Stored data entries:
+++
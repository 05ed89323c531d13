use async_trait::async_trait;
use cep_core::cache::{AddressCache, Result};
use cep_core::{AddressRecord, CacheError};
use redis::AsyncCommands;
use std::time::Duration;
use tracing::{debug, trace, warn};

/// Namespace prepended to every key this cache writes.
pub const DEFAULT_KEY_PREFIX: &str = "cep-cache:";

/// Keys examined per `SCAN` round trip during a flush.
const SCAN_BATCH: usize = 500;

/// A Redis-based implementation of [`AddressCache`].
///
/// Records are stored as JSON strings under a configurable key prefix. A
/// flush deletes every key under that prefix and leaves the rest of the
/// database alone.
#[derive(Debug, Clone)]
pub struct RedisAddressCache {
    conn: redis::aio::MultiplexedConnection,
    key_prefix: String,
    ttl: Option<Duration>,
}

fn map_redis_error(operation: &str, err: redis::RedisError) -> CacheError {
    let message = format!("{operation}: {err}");
    if message.to_ascii_lowercase().contains("timed out") {
        CacheError::Timeout(message)
    } else {
        CacheError::Operation(message)
    }
}

impl RedisAddressCache {
    /// Creates a new Redis address cache with the default key prefix and no
    /// expiry.
    pub fn new(conn: redis::aio::MultiplexedConnection) -> Self {
        Self {
            conn,
            key_prefix: DEFAULT_KEY_PREFIX.to_string(),
            ttl: None,
        }
    }

    /// Creates a new Redis address cache with a custom key prefix.
    ///
    /// # Arguments
    ///
    /// * `conn` - A multiplexed Redis connection
    /// * `key_prefix` - Custom prefix for cache keys (e.g., "myapp:cep:")
    pub fn with_prefix(
        conn: redis::aio::MultiplexedConnection,
        key_prefix: impl Into<String>,
    ) -> Self {
        Self {
            conn,
            key_prefix: key_prefix.into(),
            ttl: None,
        }
    }

    /// Expire entries `ttl` after they are written.
    pub fn ttl(mut self, ttl: Duration) -> Self {
        self.ttl = Some(ttl);
        self
    }

    fn cache_key(&self, key: &str) -> String {
        format!("{}{}", self.key_prefix, key)
    }
}

/// `PSETEX` rejects a zero expiry, so sub-millisecond TTLs round up.
fn expiry_millis(ttl: Duration) -> u64 {
    u64::try_from(ttl.as_millis()).unwrap_or(u64::MAX).max(1)
}

/// A `SCAN MATCH` pattern for every key under `prefix`, with the prefix's
/// glob metacharacters escaped.
fn scan_pattern(prefix: &str) -> String {
    let mut pattern = String::with_capacity(prefix.len() + 1);
    for c in prefix.chars() {
        if matches!(c, '*' | '?' | '[' | ']' | '\\') {
            pattern.push('\\');
        }
        pattern.push(c);
    }
    pattern.push('*');
    pattern
}

#[async_trait]
impl AddressCache for RedisAddressCache {
    async fn get(&self, key: &str) -> Result<Option<AddressRecord>> {
        let key = self.cache_key(key);
        trace!(key = %key, "Fetching record from Redis cache");

        let mut conn = self.conn.clone();
        match conn.get::<_, Option<String>>(&key).await {
            Ok(Some(cached)) => {
                debug!(key = %key, "Cache hit in Redis");
                serde_json::from_str::<AddressRecord>(&cached)
                    .map(Some)
                    .map_err(|e| {
                        warn!(key = %key, error = %e, "Failed to deserialize cached record");
                        CacheError::InvalidData(format!(
                            "invalid cached value for key '{key}': {e}"
                        ))
                    })
            }
            Ok(None) => {
                trace!(key = %key, "Cache miss in Redis");
                Ok(None)
            }
            Err(e) => {
                warn!(key = %key, error = %e, "Redis error on get");
                Err(map_redis_error("failed to fetch value from Redis", e))
            }
        }
    }

    async fn set(&self, key: &str, record: &AddressRecord) -> Result<()> {
        let key = self.cache_key(key);

        let json = serde_json::to_string(record).map_err(|e| {
            warn!(key = %key, error = %e, "Failed to serialize record for caching");
            CacheError::Serialization(format!("failed to serialize cache value: {e}"))
        })?;

        let mut conn = self.conn.clone();
        let written = match self.ttl {
            Some(ttl) => conn.pset_ex::<_, _, ()>(&key, json, expiry_millis(ttl)).await,
            None => conn.set::<_, _, ()>(&key, json).await,
        };

        match written {
            Ok(()) => {
                debug!(key = %key, "Cached record in Redis");
                Ok(())
            }
            Err(e) => {
                warn!(key = %key, error = %e, "Failed to cache record in Redis");
                Err(map_redis_error("failed to write value to Redis", e))
            }
        }
    }

    async fn remove(&self, key: &str) -> Result<()> {
        let key = self.cache_key(key);
        let mut conn = self.conn.clone();
        conn.del::<_, ()>(&key)
            .await
            .map_err(|e| map_redis_error("failed to delete value from Redis", e))?;
        trace!(key = %key, "Removed record from Redis cache");
        Ok(())
    }

    async fn flush(&self) -> Result<()> {
        let pattern = scan_pattern(&self.key_prefix);
        let mut conn = self.conn.clone();
        let mut cursor: u64 = 0;
        let mut removed = 0_usize;

        loop {
            let (next, keys): (u64, Vec<String>) = redis::cmd("SCAN")
                .arg(cursor)
                .arg("MATCH")
                .arg(&pattern)
                .arg("COUNT")
                .arg(SCAN_BATCH)
                .query_async(&mut conn)
                .await
                .map_err(|e| map_redis_error("failed to scan Redis keys", e))?;

            if !keys.is_empty() {
                conn.del::<_, ()>(&keys)
                    .await
                    .map_err(|e| map_redis_error("failed to delete keys from Redis", e))?;
                removed += keys.len();
            }

            if next == 0 {
                break;
            }
            cursor = next;
        }

        debug!(prefix = %self.key_prefix, removed, "Flushed Redis cache");
        Ok(())
    }
}
use crate::address::{AddressRecord, ResolvedAddress};
use crate::code::CepCode;
use crate::error::StorageError;
use async_trait::async_trait;

/// Result type for store operations.
pub type Result<T> = std::result::Result<T, StorageError>;

/// Whether an upsert inserted a new row or overwrote an existing one.
#[derive(Debug, Clone, Copy, PartialEq, Eq)]
pub enum UpsertOutcome {
    Created,
    Updated,
}

/// Durable mapping from normalized code to the last-known address.
///
/// No isolation between [`get`](Self::get) and a later
/// [`upsert`](Self::upsert) is assumed.
#[async_trait]
pub trait AddressStore: Send + Sync + 'static {
    /// Exact-key lookup. Returns `None` if the code is not stored.
    async fn get(&self, code: &CepCode) -> Result<Option<AddressRecord>>;

    /// Inserts the address, or overwrites every field of the existing row,
    /// and bumps `updated_at`. Repeating the call with the same data leaves
    /// the same stored values.
    async fn upsert(&self, code: &CepCode, address: &ResolvedAddress) -> Result<UpsertOutcome>;

    /// Removes the record for `code`.
    /// Returns `true` if a record existed and was removed.
    async fn delete(&self, code: &CepCode) -> Result<bool>;
}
+++
**TRY IT:** Once every line above has been checked for the string "existing", give the number of matching lines and nothing more.

**RESULT OF THIS EXERCISE:** 2